Most heirs picture a sale. What actually lands on them is a legal process, a deadline they didn’t set, and decisions shared with people who grieve differently than they do.
In a true California probate sale, you can’t just list and close. There’s a petition, a probate referee appraisal, a confirmation hearing — and the whole thing routinely runs nine months to over a year before keys change hands.
Deferred roof. Dated electrical. Decades of belongings in every room. Standard buyers walk after inspection or demand price cuts — and you’re paying taxes, insurance, and utilities on an empty home the entire time.
A name never removed from the deed. A sibling on the property who won’t leave. An old lien nobody knew about. Title surprises stall closings and, left alone, can end in a forced partition lawsuit.
One needs the cash now. One wants to keep Mom’s house. One wants to rent it out. Each of you is a legal co-owner — and any one of you, in theory, can drag the others into court.
Sell wrong, or use the wrong cost basis, and you hand the IRS money you never owed. Most heirs have no idea the “step-up in basis” can wipe out nearly all the capital gains — if it’s handled correctly.
This isn’t a transaction. It’s your parent’s home, your childhood, and a thousand decisions arriving the same month as the funeral. You need someone steady in the room — not a sales pitch.
The regret is almost never about selling the house. It’s about selling it without a plan — and letting a deadline, a tax mistake, or a family argument decide for you.
Estate sales reward one thing above all: someone who keeps the deal moving and keeps the family calm. That’s the whole reason people started calling me Action Jackson — I make sure things get done, correctly and on time, instead of waiting for problems to pile up.
I hold the three credentials that matter most here: SRES for senior and estate transitions, CNE as a certified negotiation expert, and CDPE for distressed and complex property situations. A psychology degree from Sonoma State and a background in mortgage lending mean I read both the paperwork and the people.
I keep a vetted team — contractor, painter, stager — ready to make an inherited home presentable fast, and I coordinate directly with your probate attorney and CPA so nothing falls through the cracks. You’ll never feel like you’re managing this alone.

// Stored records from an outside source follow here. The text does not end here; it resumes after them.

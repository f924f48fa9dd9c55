//! SQLite checkpoint store
//!
//! # Schema
//!
//! ```sql
//! CREATE TABLE IF NOT EXISTS checkpoints (
//!     id INTEGER PRIMARY KEY AUTOINCREMENT,
//!     thread_id TEXT NOT NULL,
//!     step INTEGER NOT NULL,
//!     stage TEXT NOT NULL,
//!     compressed INTEGER NOT NULL,
//!     data BLOB NOT NULL,
//!     created_at TEXT NOT NULL,
//!     UNIQUE(thread_id, step)
//! );
//! ```

use async_trait::async_trait;
use std::sync::Arc;
use tokio_rusqlite::Connection;

use super::{decode, encode, validate_thread_id, Checkpoint, CheckpointStore};
use crate::error::CheckpointError;

#[derive(Debug, Clone)]
pub struct SqliteCheckpointStore {
    conn: Arc<Connection>,
    compression: bool,
}

impl SqliteCheckpointStore {
    /// Open (or create) a store. `path` may be `:memory:`.
    pub async fn new(path: impl AsRef<str>) -> Result<Self, CheckpointError> {
        Self::with_compression(path, false).await
    }

    pub async fn with_compression(
        path: impl AsRef<str>,
        compression: bool,
    ) -> Result<Self, CheckpointError> {
        let conn = Connection::open(path.as_ref())
            .await
            .map_err(|e| CheckpointError::io(format!("Failed to open SQLite: {}", e)))?;

        conn.call(|conn| {
            conn.execute_batch(
                r#"
                CREATE TABLE IF NOT EXISTS checkpoints (
                    id INTEGER PRIMARY KEY AUTOINCREMENT,
                    thread_id TEXT NOT NULL,
                    step INTEGER NOT NULL,
                    stage TEXT NOT NULL,
                    compressed INTEGER NOT NULL,
                    data BLOB NOT NULL,
                    created_at TEXT NOT NULL,
                    UNIQUE(thread_id, step)
                );
                CREATE INDEX IF NOT EXISTS idx_thread_step
                    ON checkpoints(thread_id, step);
                "#,
            )?;
            Ok(())
        })
        .await
        .map_err(|e| CheckpointError::io(format!("Failed to create schema: {}", e)))?;

        Ok(Self {
            conn: Arc::new(conn),
            compression,
        })
    }
}

#[async_trait]
impl CheckpointStore for SqliteCheckpointStore {
    async fn save(&self, checkpoint: &Checkpoint) -> Result<(), CheckpointError> {
        validate_thread_id(&checkpoint.thread_id)?;
        let data = encode(checkpoint, self.compression)?;
        let thread_id = checkpoint.thread_id.clone();
        let step = checkpoint.step as i64;
        let stage = checkpoint.stage.name().to_string();
        let compressed = self.compression;
        let created_at = checkpoint.timestamp.to_rfc3339();

        self.conn
            .call(move |conn| {
                conn.execute(
                    r#"
                    INSERT OR REPLACE INTO checkpoints
                        (thread_id, step, stage, compressed, data, created_at)
                    VALUES (?1, ?2, ?3, ?4, ?5, ?6)
                    "#,
                    rusqlite::params![thread_id, step, stage, compressed, data, created_at],
                )?;
                Ok(())
            })
            .await
            .map_err(|e| CheckpointError::io(format!("Failed to save checkpoint: {}", e)))
    }

    async fn load_step(
        &self,
        thread_id: &str,
        step: usize,
    ) -> Result<Option<Checkpoint>, CheckpointError> {
        let id = thread_id.to_string();
        let row = self
            .conn
            .call(move |conn| {
                let mut stmt = conn.prepare(
                    "SELECT compressed, data FROM checkpoints WHERE thread_id = ?1 AND step = ?2",
                )?;
                let mut rows = stmt.query(rusqlite::params![id, step as i64])?;
                if let Some(row) = rows.next()? {
                    let compressed: bool = row.get(0)?;
                    let data: Vec<u8> = row.get(1)?;
                    Ok(Some((compressed, data)))
                } else {
                    Ok(None)
                }
            })
            .await
            .map_err(|e| CheckpointError::io(format!("Failed to load checkpoint: {}", e)))?;

        match row {
            Some((compressed, data)) => decode(&data, compressed).map(Some),
            None => Ok(None),
        }
    }

    async fn steps(&self, thread_id: &str) -> Result<Vec<usize>, CheckpointError> {
        let id = thread_id.to_string();
        self.conn
            .call(move |conn| {
                let mut stmt = conn
                    .prepare("SELECT step FROM checkpoints WHERE thread_id = ?1 ORDER BY step ASC")?;
                let rows = stmt.query_map(rusqlite::params![id], |row| {
                    let step: i64 = row.get(0)?;
                    Ok(step as usize)
                })?;

                let mut steps = Vec::new();
                for row in rows {
                    steps.push(row?);
                }
                Ok(steps)
            })
            .await
            .map_err(|e| CheckpointError::io(format!("Failed to list checkpoints: {}", e)))
    }

    async fn threads(&self) -> Result<Vec<String>, CheckpointError> {
        self.conn
            .call(|conn| {
                let mut stmt =
                    conn.prepare("SELECT DISTINCT thread_id FROM checkpoints ORDER BY thread_id")?;
                let rows = stmt.query_map([], |row| row.get::<_, String>(0))?;

                let mut threads = Vec::new();
                for row in rows {
                    threads.push(row?);
                }
                Ok(threads)
            })
            .await
            .map_err(|e| CheckpointError::io(format!("Failed to list threads: {}", e)))
    }

    async fn delete_step(&self, thread_id: &str, step: usize) -> Result<(), CheckpointError> {
        let id = thread_id.to_string();
        self.conn
            .call(move |conn| {
                conn.execute(
                    "DELETE FROM checkpoints WHERE thread_id = ?1 AND step = ?2",
                    rusqlite::params![id, step as i64],
                )?;
                Ok(())
            })
            .await
            .map_err(|e| CheckpointError::io(format!("Failed to delete checkpoint: {}", e)))
    }

    async fn delete(&self, thread_id: &str) -> Result<(), CheckpointError> {
        let id = thread_id.to_string();
        self.conn
            .call(move |conn| {
                conn.execute(
                    "DELETE FROM checkpoints WHERE thread_id = ?1",
                    rusqlite::params![id],
                )?;
                Ok(())
            })
            .await
            .map_err(|e| CheckpointError::io(format!("Failed to delete thread: {}", e)))
    }
}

The path is well-defined — once you can see it. Here’s the route I walk every executor and heir through, start to keys.
Nothing can be sold until the court appoints a personal representative. We confirm whether you hold full or limited authority under California’s Independent Administration of Estates Act — because that single fact decides whether your sale needs a court confirmation hearing at all.
A court-appointed referee sets the property’s value. In California, the eventual sale price must generally land at at least 90% of that appraisal. We price strategically around it — high enough to honor the estate, realistic enough to actually attract offers.
My team handles cleanout, light repairs, and staging where it pays for itself. The right targeted improvements can lift the final price meaningfully; the wrong ones just drain the estate. I tell you which is which, in plain numbers.
Marin’s market fundamentals are strong — inherited homes here routinely draw multiple offers. We market aggressively, then accept the strongest offer, typically with a 10% deposit held in escrow pending the court.
If confirmation is needed, we petition for a hearing. There, others may overbid — the first overbid must beat your accepted offer by 5% plus $500. It sounds nerve-wracking; handled right, it often pushes the price up for the heirs.
The court confirms the winning bid, escrow closes, and proceeds are distributed per the will — with your CPA already briefed on the step-up basis so the tax side is handled. You walk away with the estate settled and the family intact.
One free, no-pressure planning session is enough to turn the unknown into a clear, written path — and to know exactly what your first move should be.
Book a Free Planning SessionAny agent can list a house. An estate sale is won or lost on the things most agents have never handled.
I coordinate directly with your probate attorney and tax advisor so deadlines, the 90% appraisal rule, and the step-up basis all line up. You get one point of contact instead of three separate worlds you’re forced to translate between.
From the confirmation-hearing overbid to a buyer’s inspection demands, this sale is a negotiation. My CNE training — sharpened by a competitive athletic background — is built to protect the estate’s number, not just “get it sold.”
Cleanout crews, a contractor, a painter, and a stager I’ve worked with for years. We make a tired inherited home show beautifully — fast — without you flying in, lifting a box, or fronting cash you don’t have.
With an SRES designation and a psychology degree, I’m the neutral, calm presence multi-heir sales need. I keep conversations on facts and fair outcomes — so the house gets sold and the relationships survive it.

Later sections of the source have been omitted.